Wednesday, August 02, 2006

10 June - Friends, who needs more?

Forgot to add this little coda...Back from cork and they were a lovely bunch, some I knew, some I didn’t. I didn’t make any efforts funnily enough with the ones who looked like I wouldn’t much have anything in common with (the mere sight of what I call hippy fields at Glastonbury attire, you know, loose loons, long dreadlocked hair wrapped in scarves, a roll up constantly in her hands etc) and nor did I make any with Dear John’s new girlie, nor she with me. Not in a deliberate way but it never so happened we had anything to say to each other. Some never turned up, especially the ones who only had to drive some hundred miles or so from Dublin. You’d think you wouldn’t miss a 4oth after b’day boy has gone to the trouble to rent you a house and buy food, but… some people still cry out at the last moment. Wonder if he, like me, would have them banished to the ‘You fucked up and am afraid it’s not forgivable’ box..
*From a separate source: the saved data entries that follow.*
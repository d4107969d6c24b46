//! Public protocol structs for WebSocket and HTTP endpoints (serde ready).
//! Keep this small and stable to evolve backend and frontend independently.

use serde::{Deserialize, Serialize};

use crate::domain::{ClassificationResult, CodeSnippet, Language, Theme};
use crate::quiz::{QuizEvent, QuizView};
use crate::ui::{UiState, ViewState};

/// Messages the client can send over WebSocket.
#[derive(Debug, Deserialize)]
#[serde(tag = "type", rename_all = "snake_case")]
pub enum ClientWsMessage {
  Ping,
  Navigate {
    view: ViewState,
  },
  SetOnline {
    online: bool,
  },
  SetTheme {
    theme: Theme,
  },
  Explain {
    error: String,
  },
  Ask {
    context: String,
    question: String,
  },
  ListSnippets,
  SaveSnippet {
    title: String,
    code: String,
    #[serde(default)]
    language: Language,
  },
  DeleteSnippet {
    id: String,
  },
  QuizState,
  QuizSelect {
    option: usize,
  },
  QuizSubmit,
  QuizNext,
}

/// Messages the server sends back over WebSocket.
#[derive(Debug, Serialize)]
#[serde(tag = "type", rename_all = "snake_case")]
pub enum ServerWsMessage {
  Pong,
  Ui {
    state: UiState,
  },
  Classification {
    result: ClassificationResult,
  },
  AskReply {
    available: bool,
    text: Option<String>,
  },
  Snippets {
    snippets: Vec<CodeSnippet>,
  },
  SnippetSaved {
    snippet: CodeSnippet,
  },
  Quiz {
    view: QuizView,
    #[serde(skip_serializing_if = "Option::is_none")]
    event: Option<QuizEvent>,
  },
  Error {
    message: String,
  },
}

//
// HTTP request/response DTOs
//

fn default_online() -> bool {
  true
}

#[derive(Debug, Deserialize)]
pub struct ExplainIn {
  pub error: String,
  /// Client connectivity as sampled by the browser at submit time.
  #[serde(default = "default_online")]
  pub online: bool,
}

#[derive(Debug, Deserialize)]
pub struct AskIn {
  pub context: String,
  pub question: String,
}
#[derive(Debug, Serialize)]
pub struct AskOut {
  pub available: bool,
  pub text: Option<String>,
}

#[derive(Debug, Deserialize)]
pub struct SnippetIn {
  pub title: String,
  pub code: String,
  #[serde(default)]
  pub language: Language,
}

#[derive(Debug, Serialize, Deserialize)]
pub struct ThemeBody {
  pub theme: Theme,
}

#[derive(Debug, Deserialize)]
pub struct DocsQuery {
  pub q: Option<String>,
}

#[derive(Debug, Deserialize)]
pub struct QuizSelectIn {
  pub option: usize,
}
#[derive(Debug, Serialize)]
#[serde(rename_all = "camelCase")]
pub struct QuizOut {
  pub session_id: String,
  pub view: QuizView,
  #[serde(skip_serializing_if = "Option::is_none")]
  pub event: Option<QuizEvent>,
}

#[derive(Serialize)]
#[serde(rename_all = "camelCase")]
pub struct HealthOut {
  pub ok: bool,
  pub ai_enabled: bool,
}

#[derive(Debug, Serialize)]
pub struct ErrorOut {
  pub message: String,
}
But I wonder how’s it possible to have a good time with people and absolutely no desire to call them up or buddy up afterwards? Is there a sort of finite space in one’s diary for all of this? It’s sort of mutual as it’s not like I’m fielding off calls from any of them wanting to meet up. And Dear Sophie and I have more than a few things in common for example, including various other friends. It’s possible though that even those various other friends are no longer that tight.